Ujawnijcie dla naszego dobra
Przedsiębiorstwa państwowe mogą mieć umorzone zaległości wobec budżetu oraz ZUS-u. Nieuczciwi lub "zapominalscy" mogą rozważać możliwość ujawnienia zatajonych wcześniej dochodów, w zamian za niewielki - 7,5 procentowy podatek. Tak wygląda współczesne państwo prawa.
Prywatne firmy, które doświadczyły jak wszyscy skutków spowolnienia gospodarczego i recesji, a mimo to płaciły wszystkie należności oraz faktury w terminie mogą poczuć się oszukane. Podobnie jak podatnicy, którzy płacili rzetelnie i regularnie w minionych latach znacznie wyższe podatki niż 7,5 proc. Najnowsze pomysły ministerstwa finansów i rządu mają tylko jeden cel - bez względu na zastosowane środki, zbierać pieniądze z rynku.
Dyskusja na temat abolicji podatkowej zaczyna nabierać tempa. W dużej mierze za sprawą ministra finansów Grzegorza Kołodki, który w barwny sposób opisuje korzyści, jakie przeciętny podatnik dzięki temu odniesie. Minister zna doskonale różne techniki i zanim dyskusja rozgorzała na dobre, próbował zamknąć usta potencjalnym krytykom pomysłu. W czasie konferencji prasowej wyciągnął zza pazuchy nożyce, z komentarzem: "z niezwykłą skrupulatnością będę obserwował co będzie działo się w polskich mediach, jakie nożyce będą się odzywały, kto wystąpi przeciw tej inicjatywie rządu". Zagranie iście pokerowe. Przypomina nieco metody argumentacji zwolenników psychoanalizy w pierwszych latach jej rozwoju. Wówczas, każdy kto krytykował teorię Freuda, był natychmiast podejrzewany o problemy i nie załatwione sprawy z własną osobowością.

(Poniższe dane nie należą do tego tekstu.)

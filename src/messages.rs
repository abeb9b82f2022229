//! Message types for the Elm-style architecture
//!
//! Everything the host observes (pointer, keyboard, timers, paint frames,
//! transition ends, deferred hook results) flows in through these types.

use kurbo::{Point, Size};

use crate::hooks::HookError;
use crate::item::{LoadTicket, RawItem};
use crate::keymap::{Keystroke, Modifiers};
use crate::model::{FrameToken, HookTicket, HostElementId, InstanceId, TimerToken};
use crate::view::NodeId;

/// What a host event landed on
#[derive(Debug, Clone, Copy, PartialEq, Eq)]
pub enum EventTarget {
    /// Inside a menu's popup layer (`node` when the host resolved one)
    Menu {
        instance: InstanceId,
        node: Option<NodeId>,
    },
    /// Anywhere else in the host document
    Host(Option<HostElementId>),
}

impl EventTarget {
    /// Whether the event landed inside `instance`'s own popup
    pub fn is_inside(&self, instance: InstanceId) -> bool {
        matches!(self, EventTarget::Menu { instance: i, .. } if *i == instance)
    }
}

/// A native pointer event reduced to what the engine needs
#[derive(Debug, Clone, Copy, PartialEq)]
pub struct PointerEvent {
    pub position: Point,
    pub target: EventTarget,
    pub modifiers: Modifiers,
}

impl PointerEvent {
    pub fn new(position: Point, target: EventTarget) -> Self {
        Self {
            position,
            target,
            modifiers: Modifiers::NONE,
        }
    }

    /// A pointer event on the host document at `(x, y)`
    pub fn at(x: f64, y: f64) -> Self {
        Self::new(Point::new(x, y), EventTarget::Host(None))
    }
}

/// Events from a bound trigger element
#[derive(Debug, Clone, Copy, PartialEq)]
pub enum TriggerEvent {
    /// Secondary click / context-menu key
    ContextMenu {
        event: PointerEvent,
        focused: Option<HostElementId>,
    },
    TouchStart {
        position: Point,
        focused: Option<HostElementId>,
    },
    TouchMove {
        position: Point,
    },
    TouchEnd,
}

/// Messages addressed to one menu instance
#[derive(Debug, Clone)]
pub enum MenuMsg {
    /// A deferred before-open/before-close hook settled
    HookResolved {
        ticket: HookTicket,
        result: Result<bool, HookError>,
    },
    /// A scheduled timer elapsed
    Timer(TimerToken),
    /// A requested paint frame arrived
    Frame(FrameToken),
    /// A panel finished its CSS-style transition
    TransitionEnd(NodeId),
    PointerEnter(NodeId),
    PointerLeave(NodeId),
    Click {
        node: NodeId,
        modifiers: Modifiers,
    },
    Key(Keystroke),
    Trigger(TriggerEvent),
    /// Deferred submenu children arrived
    ChildrenLoaded {
        ticket: LoadTicket,
        result: Result<Vec<RawItem>, HookError>,
    },
}

/// Top-level message type
#[derive(Debug, Clone)]
pub enum Msg {
    Instance(InstanceId, MenuMsg),
    /// Document-level pointer down (capture phase)
    PointerDown(PointerEvent),
    /// Document-level wheel or touch-move (capture phase)
    Scroll { target: EventTarget },
    /// The viewport changed size
    Resize(Size),
}

impl Msg {
    /// Shorthand for an instance-addressed message
    pub fn to(instance: InstanceId, msg: MenuMsg) -> Self {
        Msg::Instance(instance, msg)
    }
}
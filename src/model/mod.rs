//! Engine model - the complete state of every menu instance
//!
//! This module contains the state types following the Elm Architecture
//! pattern; all mutation happens in `update`.

pub mod context;
pub mod instance;
pub mod timers;

pub use context::{Anchor, CloseContext, CloseReason, OpenContext, OpenRequest};
pub use instance::{Instance, OpeningStage, Panel, Phase, TriggerBinding};
pub use timers::{FrameToken, TimerKind, TimerToken, Timers};

use std::fmt;

/// Unique identifier for a menu instance within a registry
#[derive(Debug, Clone, Copy, PartialEq, Eq, Hash, PartialOrd, Ord)]
pub struct InstanceId(pub(crate) u32);

impl fmt::Display for InstanceId {
    fn fmt(&self, f: &mut fmt::Formatter<'_>) -> fmt::Result {
        write!(f, "menu#{}", self.0)
    }
}

/// Opaque handle of a host element (trigger, focus-restore target, portal)
#[derive(Debug, Clone, Copy, PartialEq, Eq, Hash)]
pub struct HostElementId(pub u64);

/// Handle of one `open` call; settled exactly once by `Cmd::Settled`
#[derive(Debug, Clone, Copy, PartialEq, Eq, Hash)]
pub struct OpenTicket(pub(crate) u64);

/// Identifies one deferred hook invocation
#[derive(Debug, Clone, Copy, PartialEq, Eq, Hash)]
pub struct HookTicket(pub(crate) u64);

/// Where the popup layer is attached in the host tree
#[derive(Debug, Clone, Copy, Default, PartialEq, Eq)]
pub enum MountPoint {
    /// The host's default portal (document body)
    #[default]
    Portal,
    Element(HostElementId),
}
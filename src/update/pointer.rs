//! Item activation, trigger bindings and document-level pointer events

use kurbo::Size;
use tracing::{debug, trace};

use crate::commands::{Cmd, Effects, Signal};
use crate::item::{ActionEvent, CheckboxEvent, MenuItem, RadioEvent};
use crate::keymap::Modifiers;
use crate::messages::{PointerEvent, TriggerEvent};
use crate::model::instance::LongPress;
use crate::model::{CloseReason, Instance, OpenRequest, TimerKind};
use crate::view::{set_checked, ItemSlot, NodeId};

use super::{lifecycle, submenu};

/// Touch movement beyond this distance cancels a long press
pub const LONG_PRESS_SLOP: f64 = 10.0;

pub(crate) fn click(inst: &mut Instance, fx: &mut Effects, node: NodeId, modifiers: Modifiers) {
    if !inst.is_open() {
        return;
    }
    let Some((item_node, slot)) = inst.resolve_item(node) else {
        return;
    };
    activate(inst, fx, item_node, slot, modifiers);
}

/// Run an item's behavior; disabled items do nothing
pub(crate) fn activate(
    inst: &mut Instance,
    fx: &mut Effects,
    node: NodeId,
    slot: ItemSlot,
    modifiers: Modifiers,
) {
    let Some(item) = inst.item(slot).cloned() else {
        return;
    };
    if item.is_disabled() || !item.is_interactive() {
        trace!("{}: ignoring activation of inert item", inst.id);
        return;
    }

    match &item {
        MenuItem::Action(action) => {
            inst.selection = Some(item.clone());
            if let Some(handler) = &action.on_click {
                handler.call(&ActionEvent {
                    item: item.clone(),
                    modifiers,
                });
            }
        }
        MenuItem::Link(link) => {
            inst.selection = Some(item.clone());
            let primary = inst.options.platform.primary_modifier();
            let passthrough = modifiers.contains(primary) || modifiers.shift() || modifiers.meta();
            fx.push(Cmd::Navigate {
                href: link.href.clone(),
                target: link.target.clone(),
                passthrough,
            });
        }
        MenuItem::Checkbox(checkbox) => {
            let mut updated = checkbox.clone();
            updated.checked = !checkbox.checked;
            let checked = updated.checked;
            let updated = MenuItem::Checkbox(updated);
            inst.replace_item(slot, updated.clone());
            set_checked(&mut inst.tree, node, checked);
            inst.selection = Some(updated.clone());
            if let Some(handler) = &checkbox.on_change {
                handler.call(&CheckboxEvent {
                    item: updated,
                    checked,
                });
            }
        }
        MenuItem::Radio(radio) => {
            select_radio(inst, slot, &radio.group);
            let Some(selected) = inst.item(slot).cloned() else {
                return;
            };
            inst.selection = Some(selected.clone());
            if let Some(handler) = &radio.on_select {
                handler.call(&RadioEvent {
                    item: selected,
                    group: radio.group.clone(),
                    value: radio.value.clone(),
                });
            }
        }
        MenuItem::Submenu(_) => {
            submenu::request_open(inst, fx, node, false);
            return;
        }
        MenuItem::Separator(_) | MenuItem::Label(_) => return,
    }

    fx.push(Cmd::Redraw(inst.id));
    if item.closes_on_action() {
        lifecycle::close(inst, fx, CloseReason::Selection, None);
    }
}

/// Check `slot` and uncheck the rest of its group within the same panel
fn select_radio(inst: &mut Instance, slot: ItemSlot, group: &str) {
    let count = inst.panels[slot.panel].items.len();
    for index in 0..count {
        let sibling = ItemSlot {
            panel: slot.panel,
            index,
        };
        let Some(MenuItem::Radio(radio)) = inst.item(sibling).cloned() else {
            continue;
        };
        if radio.group != group {
            continue;
        }
        let checked = index == slot.index;
        if radio.checked != checked {
            let mut updated = radio;
            updated.checked = checked;
            inst.replace_item(sibling, MenuItem::Radio(updated));
        }
        if let Some(node) = inst.item_node(slot.panel, index) {
            set_checked(&mut inst.tree, node, checked);
        }
    }
}

// ============================================================================
// Trigger binding
// ============================================================================

pub(crate) fn trigger(inst: &mut Instance, fx: &mut Effects, event: TriggerEvent) {
    let Some(binding) = inst.binding else {
        debug!("{}: trigger event without a binding", inst.id);
        return;
    };
    match event {
        TriggerEvent::ContextMenu { event, focused } => {
            fx.push(Cmd::PreventDefault);
            fx.signal(Signal::OpenRequested(
                inst.id,
                OpenRequest {
                    event: Some(event),
                    focused,
                    ..OpenRequest::default()
                },
            ));
        }
        TriggerEvent::TouchStart { position, focused } => {
            inst.long_press = Some(LongPress {
                origin: position,
                focused,
            });
            let delay = binding
                .long_press
                .unwrap_or_else(|| inst.options.long_press());
            inst.timers
                .schedule(fx, inst.id, TimerKind::LongPress, delay);
        }
        TriggerEvent::TouchMove { position } => {
            let moved = inst
                .long_press
                .is_some_and(|lp| (position - lp.origin).hypot() > LONG_PRESS_SLOP);
            if moved {
                cancel_long_press(inst, fx);
            }
        }
        TriggerEvent::TouchEnd => cancel_long_press(inst, fx),
    }
}

fn cancel_long_press(inst: &mut Instance, fx: &mut Effects) {
    if inst.long_press.take().is_some() {
        inst.timers.cancel(fx, inst.id, TimerKind::LongPress);
    }
}

pub(crate) fn long_press_elapsed(inst: &mut Instance, fx: &mut Effects) {
    let Some(press) = inst.long_press.take() else {
        return;
    };
    if inst.binding.is_none() {
        return;
    }
    debug!("{}: long press at {:?}", inst.id, press.origin);
    fx.signal(Signal::OpenRequested(
        inst.id,
        OpenRequest {
            position: Some(press.origin),
            focused: press.focused,
            ..OpenRequest::default()
        },
    ));
}

// ============================================================================
// Document-level events
// ============================================================================

/// A pointer went down somewhere in the host document
pub(crate) fn outside_pointer(inst: &mut Instance, fx: &mut Effects, event: PointerEvent) {
    if !inst.listening || event.target.is_inside(inst.id) {
        return;
    }
    lifecycle::close(inst, fx, CloseReason::OutsidePointer, Some(event));
}

pub(crate) fn resize(inst: &mut Instance, fx: &mut Effects, viewport: Size) {
    inst.viewport = viewport;
    if !inst.listening {
        return;
    }
    if inst.options.close_on_resize {
        lifecycle::close(inst, fx, CloseReason::Resize, None);
    } else {
        lifecycle::reposition(inst);
        fx.push(Cmd::Redraw(inst.id));
    }
}

#[cfg(test)]
mod tests {
    use super::*;
    use kurbo::Point;

    #[test]
    fn test_slop_is_distance_not_axis() {
        let origin = Point::new(0.0, 0.0);
        assert!((Point::new(8.0, 8.0) - origin).hypot() > LONG_PRESS_SLOP);
        assert!((Point::new(6.0, 6.0) - origin).hypot() <= LONG_PRESS_SLOP);
    }
}
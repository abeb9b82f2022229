//! Open requests and the immutable contexts handed to lifecycle hooks

use kurbo::{Point, Rect};

use crate::item::MenuItem;
use crate::messages::PointerEvent;
use crate::position::ElementPlacement;

use super::{HostElementId, InstanceId};

/// What the root popup is anchored to
#[derive(Debug, Clone, Copy, PartialEq)]
pub enum Anchor {
    Point(Point),
    Element {
        rect: Rect,
        placement: ElementPlacement,
    },
}

impl Anchor {
    /// Reference point reported to hooks
    pub fn point(&self) -> Point {
        match self {
            Anchor::Point(p) => *p,
            Anchor::Element { rect, .. } => rect.origin(),
        }
    }
}

/// Arguments of an `open` call
///
/// Coordinates resolve in order: explicit position, the native event's
/// position, the element anchor, the configured anchor getter, the origin.
#[derive(Debug, Clone, Default, PartialEq)]
pub struct OpenRequest {
    pub position: Option<Point>,
    pub event: Option<PointerEvent>,
    pub element: Option<(Rect, ElementPlacement)>,
    /// Host element focused before opening; focus returns there on close
    pub focused: Option<HostElementId>,
}

impl OpenRequest {
    pub fn at(x: f64, y: f64) -> Self {
        Self {
            position: Some(Point::new(x, y)),
            ..Self::default()
        }
    }

    pub fn from_event(event: PointerEvent) -> Self {
        Self {
            event: Some(event),
            ..Self::default()
        }
    }

    pub fn at_element(rect: Rect, placement: ElementPlacement) -> Self {
        Self {
            element: Some((rect, placement)),
            ..Self::default()
        }
    }

    /// Record the host element to restore focus to
    pub fn with_focus(mut self, focused: HostElementId) -> Self {
        self.focused = Some(focused);
        self
    }
}

/// Passed to `on_before_open` and `on_open`
#[derive(Debug, Clone, PartialEq)]
pub struct OpenContext {
    pub instance: InstanceId,
    pub position: Point,
    pub anchor: Anchor,
    pub event: Option<PointerEvent>,
}

/// Why a menu is closing
#[derive(Debug, Clone, Copy, PartialEq, Eq)]
pub enum CloseReason {
    /// `close()` called by the host
    Api,
    Toggle,
    OutsidePointer,
    Resize,
    Escape,
    /// An item was activated
    Selection,
    /// Another instance is opening
    Superseded,
}

impl CloseReason {
    /// Closes forced by the engine do not consult `on_before_close`
    pub fn asks_hook(self) -> bool {
        !matches!(self, CloseReason::Superseded)
    }
}

/// Passed to `on_before_close`, `on_close` and `on_after_close`
#[derive(Debug, Clone, PartialEq)]
pub struct CloseContext {
    pub instance: InstanceId,
    pub reason: CloseReason,
    /// Where the menu was opened
    pub position: Option<Point>,
    pub event: Option<PointerEvent>,
    pub selection: Option<MenuItem>,
}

Jak zachowają się obywatele w stosunku do propozycji rządu, okaże się wkrótce, jeśli na nieszczęście projekt wejdzie w życie. Można mieć tylko obawy co do faktycznych intencji rządu. W końcu to nie gdzie indziej, jak w Polsce, każe się spółkom płacić VAT, choć wcześniej postanowiono, że nie ma takiej konieczności. Ważna jest również wypowiedź wiceminister finansów Ireny Ożóg: W razie jakichkolwiek wątpliwości urząd skarbowy będzie mógł wszcząć postępowanie wyjaśniające, a potem karno skarbowe lub powiadomić fiskusa. No to wszystko już jasne. Zapłaćcie te 7,5 proc i wasze pieniądze staną się legalne. Później tylko musicie poczekać, aż jakiś nadgorliwy urzędnik skarbowy postanowi sprawdzić, czy te pieniądze nie były legalne inaczej. W końcu mogły pochodzić z działalności przestępczej. Właściwie to już po przyznaniu się można próbować określić co jest działalnością przestępczą, która podlega ściganiu, a która nie. Potencjalnie przecież można zebrać trochę więcej niż owe 7,5 proc.